What you need to do: Using the entries below, show all lines with the string "payload".

Exercise data:
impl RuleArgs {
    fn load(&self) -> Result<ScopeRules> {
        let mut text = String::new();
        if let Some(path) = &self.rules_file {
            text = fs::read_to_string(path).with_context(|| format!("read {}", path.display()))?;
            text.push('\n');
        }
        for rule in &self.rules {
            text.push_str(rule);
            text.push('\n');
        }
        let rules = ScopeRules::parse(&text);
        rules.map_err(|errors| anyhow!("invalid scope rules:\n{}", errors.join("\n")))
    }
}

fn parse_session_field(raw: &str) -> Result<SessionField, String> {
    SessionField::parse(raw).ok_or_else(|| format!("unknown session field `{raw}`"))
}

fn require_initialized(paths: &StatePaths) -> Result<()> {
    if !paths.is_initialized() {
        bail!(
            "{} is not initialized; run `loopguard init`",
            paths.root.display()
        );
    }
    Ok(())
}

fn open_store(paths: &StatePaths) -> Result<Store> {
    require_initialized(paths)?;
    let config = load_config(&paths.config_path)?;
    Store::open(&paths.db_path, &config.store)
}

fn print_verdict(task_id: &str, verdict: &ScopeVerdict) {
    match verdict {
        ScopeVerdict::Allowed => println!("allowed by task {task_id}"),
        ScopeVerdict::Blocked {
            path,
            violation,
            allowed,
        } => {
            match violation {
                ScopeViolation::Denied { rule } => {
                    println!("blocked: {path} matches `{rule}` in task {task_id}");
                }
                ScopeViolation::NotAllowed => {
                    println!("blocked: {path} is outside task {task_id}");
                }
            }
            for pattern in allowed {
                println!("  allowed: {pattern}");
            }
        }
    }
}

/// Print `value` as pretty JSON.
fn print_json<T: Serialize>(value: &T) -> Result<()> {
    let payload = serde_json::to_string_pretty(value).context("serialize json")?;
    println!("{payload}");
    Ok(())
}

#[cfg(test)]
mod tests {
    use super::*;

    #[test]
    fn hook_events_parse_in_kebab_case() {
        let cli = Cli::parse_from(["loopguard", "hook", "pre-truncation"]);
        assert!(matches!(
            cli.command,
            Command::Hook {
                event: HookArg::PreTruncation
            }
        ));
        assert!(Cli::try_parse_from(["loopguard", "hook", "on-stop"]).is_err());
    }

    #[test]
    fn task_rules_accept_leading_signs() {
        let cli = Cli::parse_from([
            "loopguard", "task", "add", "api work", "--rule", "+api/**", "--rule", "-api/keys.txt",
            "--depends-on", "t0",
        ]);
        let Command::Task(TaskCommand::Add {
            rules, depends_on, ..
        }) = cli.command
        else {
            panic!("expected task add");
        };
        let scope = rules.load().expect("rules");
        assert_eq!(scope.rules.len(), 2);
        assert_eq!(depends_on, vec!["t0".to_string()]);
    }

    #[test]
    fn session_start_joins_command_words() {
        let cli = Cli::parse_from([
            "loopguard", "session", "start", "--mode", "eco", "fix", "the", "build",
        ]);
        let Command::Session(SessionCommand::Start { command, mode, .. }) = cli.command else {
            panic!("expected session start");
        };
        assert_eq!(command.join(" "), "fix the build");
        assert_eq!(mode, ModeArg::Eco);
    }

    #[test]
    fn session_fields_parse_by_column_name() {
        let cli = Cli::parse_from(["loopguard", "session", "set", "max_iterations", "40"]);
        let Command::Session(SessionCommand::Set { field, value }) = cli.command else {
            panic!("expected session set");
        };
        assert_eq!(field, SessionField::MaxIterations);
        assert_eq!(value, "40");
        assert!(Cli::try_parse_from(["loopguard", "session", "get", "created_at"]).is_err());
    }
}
* * *
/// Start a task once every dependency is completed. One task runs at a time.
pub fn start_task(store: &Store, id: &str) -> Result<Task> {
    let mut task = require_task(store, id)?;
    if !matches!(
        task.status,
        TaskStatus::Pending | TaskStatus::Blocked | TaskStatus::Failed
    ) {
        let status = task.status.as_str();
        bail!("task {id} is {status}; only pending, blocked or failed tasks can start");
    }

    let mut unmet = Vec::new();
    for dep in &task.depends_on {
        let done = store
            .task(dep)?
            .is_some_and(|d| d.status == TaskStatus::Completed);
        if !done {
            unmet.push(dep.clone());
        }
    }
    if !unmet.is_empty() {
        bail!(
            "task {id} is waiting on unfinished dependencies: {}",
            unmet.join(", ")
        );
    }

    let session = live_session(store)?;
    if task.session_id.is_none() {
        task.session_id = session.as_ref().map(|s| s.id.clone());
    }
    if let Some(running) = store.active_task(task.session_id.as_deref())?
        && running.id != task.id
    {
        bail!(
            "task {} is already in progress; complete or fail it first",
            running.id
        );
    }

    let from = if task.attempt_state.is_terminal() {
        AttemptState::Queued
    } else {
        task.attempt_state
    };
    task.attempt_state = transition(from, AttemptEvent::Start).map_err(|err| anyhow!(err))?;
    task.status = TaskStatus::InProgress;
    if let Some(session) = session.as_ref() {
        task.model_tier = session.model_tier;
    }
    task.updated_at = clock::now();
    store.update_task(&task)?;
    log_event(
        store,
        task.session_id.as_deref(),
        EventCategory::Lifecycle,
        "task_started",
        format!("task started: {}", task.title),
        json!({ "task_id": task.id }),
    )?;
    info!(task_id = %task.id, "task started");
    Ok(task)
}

Written response:
    let payload = serde_json::to_string_pretty(value).context("serialize json")?;
    println!("{payload}");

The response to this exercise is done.